Ufa! Acabou! Agora a endorfina toma conta de suas veias e a pergunta logo vem a mente: Por que diabos você levanta tão cedo se nem o grande objetivo tens mais? Ele, sem saber a resposta exata, apenas reflete: porque a vida, aquela que vale a pena ser vivida, não está só no salário, que no meio de tanta incerteza ainda cai no fim do mês, nem tão pouco a felicidade está só na saúde, que mesmo em tempos de pandemia o agracia e a família com imunidade em alta, por fim não está só na felicidade trazida pela comunhão com a esposa e filhas que tanto o amam e cuidam.
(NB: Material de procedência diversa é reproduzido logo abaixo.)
//! Service-level extraction and CMS eligibility filtering
//!
//! Presents a uniform view over 837-parsed and FHIR-sourced service records
//! and keeps only the records whose diagnoses qualify for risk adjustment
//! under the configured model year. The survivors' diagnosis union (first
//! seen order, de-duplicated, normalized) is what feeds the CC mapper.

use serde::{Deserialize, Serialize};
use tracing::debug;

use crate::tables::ReferenceTables;
use crate::types::{normalize_diagnosis, ServiceRecord};

/// Default retained bill-type prefixes for institutional outpatient claims.
const DEFAULT_OUTPATIENT_PREFIXES: [&str; 6] = ["13", "71", "73", "76", "77", "85"];

/// Per-call scoring options.
///
/// Deserialization rejects unknown fields, so a misspelled option is a
/// fatal configuration error rather than a silently applied default.
#[derive(Debug, Clone, PartialEq, Eq, Serialize, Deserialize)]
#[serde(deny_unknown_fields, default)]
pub struct ScoringOptions {
    /// Apply CMS procedure/bill-type eligibility rules to service records
    pub filter_claims: bool,

    /// Prefer explicit `SV1-07` diagnosis pointers when a record carries
    /// them; `false` always uses the full claim-level diagnosis list
    pub use_dx_pointers: bool,

    /// Require an eligible procedure code on institutional outpatient
    /// records even when the bill type carries a retained prefix
    pub strict_outpatient_procedure_check: bool,

    /// Bill-type prefixes that keep institutional outpatient records
    pub outpatient_bill_type_prefixes: Vec<String>,
}

impl Default for ScoringOptions {
    fn default() -> Self {
        Self {
            filter_claims: true,
            use_dx_pointers: true,
            strict_outpatient_procedure_check: false,
            outpatient_bill_type_prefixes: DEFAULT_OUTPATIENT_PREFIXES
                .iter()
                .map(|p| p.to_string())
                .collect(),
        }
    }
}

/// Drop records ineligible for risk adjustment.
///
/// When `options.filter_claims` is off this is the identity. Otherwise:
/// professional records need an eligible procedure code, institutional
/// outpatient records need an eligible procedure or a retained bill-type
/// prefix, inpatient records always qualify, and anything else (including
/// records with an empty claim type) is discarded.
pub fn filter_eligible(
    records: Vec<ServiceRecord>,
    tables: &ReferenceTables,
    options: &ScoringOptions,
) -> Vec<ServiceRecord> {
    if !options.filter_claims {
        return records;
    }
    let before = records.len();
    let kept: Vec<ServiceRecord> = records
        .into_iter()
        .filter(|r| record_eligible(r, tables, options))
        .collect();
    debug!(before, after = kept.len(), "applied claim eligibility filter");
    kept
}

fn record_eligible(
    record: &ServiceRecord,
    tables: &ReferenceTables,
    options: &ScoringOptions,
) -> bool {
    let procedure_eligible = record
        .procedure_code
        .as_deref()
        .is_some_and(|code| tables.procedure_eligible(code));

    match record.claim_type.as_str() {
        "71" => procedure_eligible,
        "72" => {
            let prefix_retained = options
                .outpatient_bill_type_prefixes
                .iter()
                .any(|p| record.bill_type.starts_with(p.as_str()));
            if options.strict_outpatient_procedure_check {
                procedure_eligible && prefix_retained
            } else {
                procedure_eligible || prefix_retained
            }
        }
        // inpatient diagnoses qualify unconditionally
        "73" => true,
        _ => false,
    }
}

/// The diagnoses a single record contributes: the pointer-linked subset
/// when pointers are present and preferred, otherwise every claim-level
/// diagnosis. Codes come back normalized.
pub fn effective_diagnoses(record: &ServiceRecord, options: &ScoringOptions) -> Vec<String> {
    if options.use_dx_pointers && !record.linked_diagnosis_pointers.is_empty() {
        record
            .linked_diagnoses()
            .into_iter()
            .map(normalize_diagnosis)
            .collect()
    } else {
        record
            .diagnosis_codes
            .iter()
            .map(|c| normalize_diagnosis(c))
            .collect()
    }
}

/// Union of effective diagnoses over all records, de-duplicated and in
/// first-seen order.
pub fn collect_diagnoses(records: &[ServiceRecord], options: &ScoringOptions) -> Vec<String> {
    let mut seen = std::collections::HashSet::new();
    let mut out = Vec::new();
    for record in records {
        for code in effective_diagnoses(record, options) {
            if !code.is_empty() && seen.insert(code.clone()) {
                out.push(code);
            }
        }
    }
    out
}

#[cfg(test)]
mod tests {
    use super::*;
    use crate::tables::TableConfig;
    use crate::types::ModelVariant;
    use std::io::Write;
    use std::sync::Arc;

    fn write_table(dir: &std::path::Path, name: &str, content: &str) {
        let mut f = std::fs::File::create(dir.join(name)).unwrap();
        f.write_all(content.as_bytes()).unwrap();
    }

    fn tables_with_procedures() -> Arc<ReferenceTables> {
        let dir = tempfile::tempdir().unwrap();
        write_table(
            dir.path(),
            "ra_dx_to_cc_2026.csv",
            "diagnosis_code,cc,model_name\nE119,38,V28\n",
        );
        write_table(dir.path(), "ra_hierarchies_v28.csv", "parent_cc,child_cc\n");
        write_table(
            dir.path(),
            "ra_coefficients_2026.csv",
            "model_name,segment,variable,coefficient\nV28,CNA,HCC38,0.166\n",
        );
        write_table(
            dir.path(),
            "ra_eligible_cpt_hcpcs_2026.csv",
            "code\n99214\nG0438\n",
        );
        write_table(dir.path(), "ra_interactions_v28.csv", "variable,expression\n");
        write_table(dir.path(), "hcc_is_chronic.csv", "cc,is_chronic\n38,1\n");
        let config = TableConfig::from_dir(dir.path(), 2026, ModelVariant::V28);
        ReferenceTables::load(ModelVariant::V28, &config).unwrap()
    }

    fn record(claim_type: &str, bill_type: &str, procedure: Option<&str>) -> ServiceRecord {
        ServiceRecord {
            claim_type: claim_type.to_string(),
            bill_type: bill_type.to_string(),
            procedure_code: procedure.map(str::to_string),
            diagnosis_codes: vec!["E119".to_string()],
            ..Default::default()
        }
    }

    #[test]
    fn test_professional_requires_eligible_procedure() {
        let tables = tables_with_procedures();
        let options = ScoringOptions::default();
        let records = vec![
            record("71", "", Some("99214")),
            record("71", "", Some("99999")),
            record("71", "", None),
        ];
        let kept = filter_eligible(records, &tables, &options);
        assert_eq!(kept.len(), 1);
        assert_eq!(kept[0].procedure_code.as_deref(), Some("99214"));
    }

    #[test]
    fn test_outpatient_bill_type_prefix_is_sufficient_by_default() {
        let tables = tables_with_procedures();
        let options = ScoringOptions::default();
        let records = vec![
            record("72", "131", Some("99999")),
            record("72", "141", Some("99999")),
        ];
        let kept = filter_eligible(records, &tables, &options);
        assert_eq!(kept.len(), 1);
        assert_eq!(kept[0].bill_type, "131");
    }

    #[test]
    fn test_strict_outpatient_requires_both() {
        let tables = tables_with_procedures();
        let options = ScoringOptions {
            strict_outpatient_procedure_check: true,
            ..Default::default()
        };
        let records = vec![
            record("72", "131", Some("99999")),
            record("72", "131", Some("99214")),
        ];
        let kept = filter_eligible(records, &tables, &options);
        assert_eq!(kept.len(), 1);
        assert_eq!(kept[0].procedure_code.as_deref(), Some("99214"));
    }

    #[test]
    fn test_inpatient_and_unknown_claim_types() {
        let tables = tables_with_procedures();
        let options = ScoringOptions::default();
        let records = vec![
            record("73", "111", None),
            record("", "", Some("99214")),
            record("74", "", Some("99214")),
        ];
        let kept = filter_eligible(records, &tables, &options);
        assert_eq!(kept.len(), 1);
        assert_eq!(kept[0].claim_type, "73");
    }

    #[test]
    fn test_filter_disabled_keeps_everything() {
        let tables = tables_with_procedures();
        let options = ScoringOptions {
            filter_claims: false,
            ..Default::default()
        };
        let records = vec![record("", "", None), record("71", "", None)];
        assert_eq!(filter_eligible(records, &tables, &options).len(), 2);
    }

    #[test]
    fn test_pointer_policy() {
        let mut r = record("71", "", Some("99214"));
        r.diagnosis_codes = vec!["E11.9".into(), "I10".into(), "N18.3".into()];
        r.linked_diagnosis_pointers = vec![2];

        let options = ScoringOptions::default();
        assert_eq!(effective_diagnoses(&r, &options), vec!["I10"]);

        let all = ScoringOptions {
            use_dx_pointers: false,
            ..Default::default()
        };
        assert_eq!(effective_diagnoses(&r, &all), vec!["E119", "I10", "N183"]);
    }

    #[test]
    fn test_collect_diagnoses_dedupes_in_first_seen_order() {
        let mut a = record("71", "", Some("99214"));
        a.diagnosis_codes = vec!["E11.9".into(), "I10".into()];
        let mut b = record("71", "", Some("99214"));
        b.diagnosis_codes = vec!["I10".into(), "N18.3".into()];

        let options = ScoringOptions::default();
        assert_eq!(
            collect_diagnoses(&[a, b], &options),
            vec!["E119", "I10", "N183"]
        );
    }

    #[test]
    fn test_unknown_option_rejected() {
        let err = serde_json::from_str::<ScoringOptions>(r#"{"filter_claims": true, "bogus": 1}"#);
        assert!(err.is_err());
    }
}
A vida, reflete, aquela que vale a pena ser vivida está na combinação de tudo isso: reserva financeira, saúde, amor familiar, mas ainda mais, na vontade de ser cada dia melhor: não melhor do que o outro, mas melhor do que a sua própria versão de ontem.
Estas são minhas reflexões ao ver o gráfico que ilustra este artigo. O gráfico é dado pela tal bicicleta e mostra, a cada 2 minutos um empenho melhor do que os 2 minutos anteriores. É apenas, numa escala micro, a tangibilização da versão do eu de agora melhor do que o eu do passado.
Nota: Muitos ciclistas pedalam por horas na potência que pedalei por apenas 2 minutos, mas será que a felicidade está em ser melhor do que eles ou “simplesmente” ser melhor do que eu mesmo? Sigamos em frente, afinal atrás vem? Eu mesmo.
Texto escrito em 06 de maio de 2020.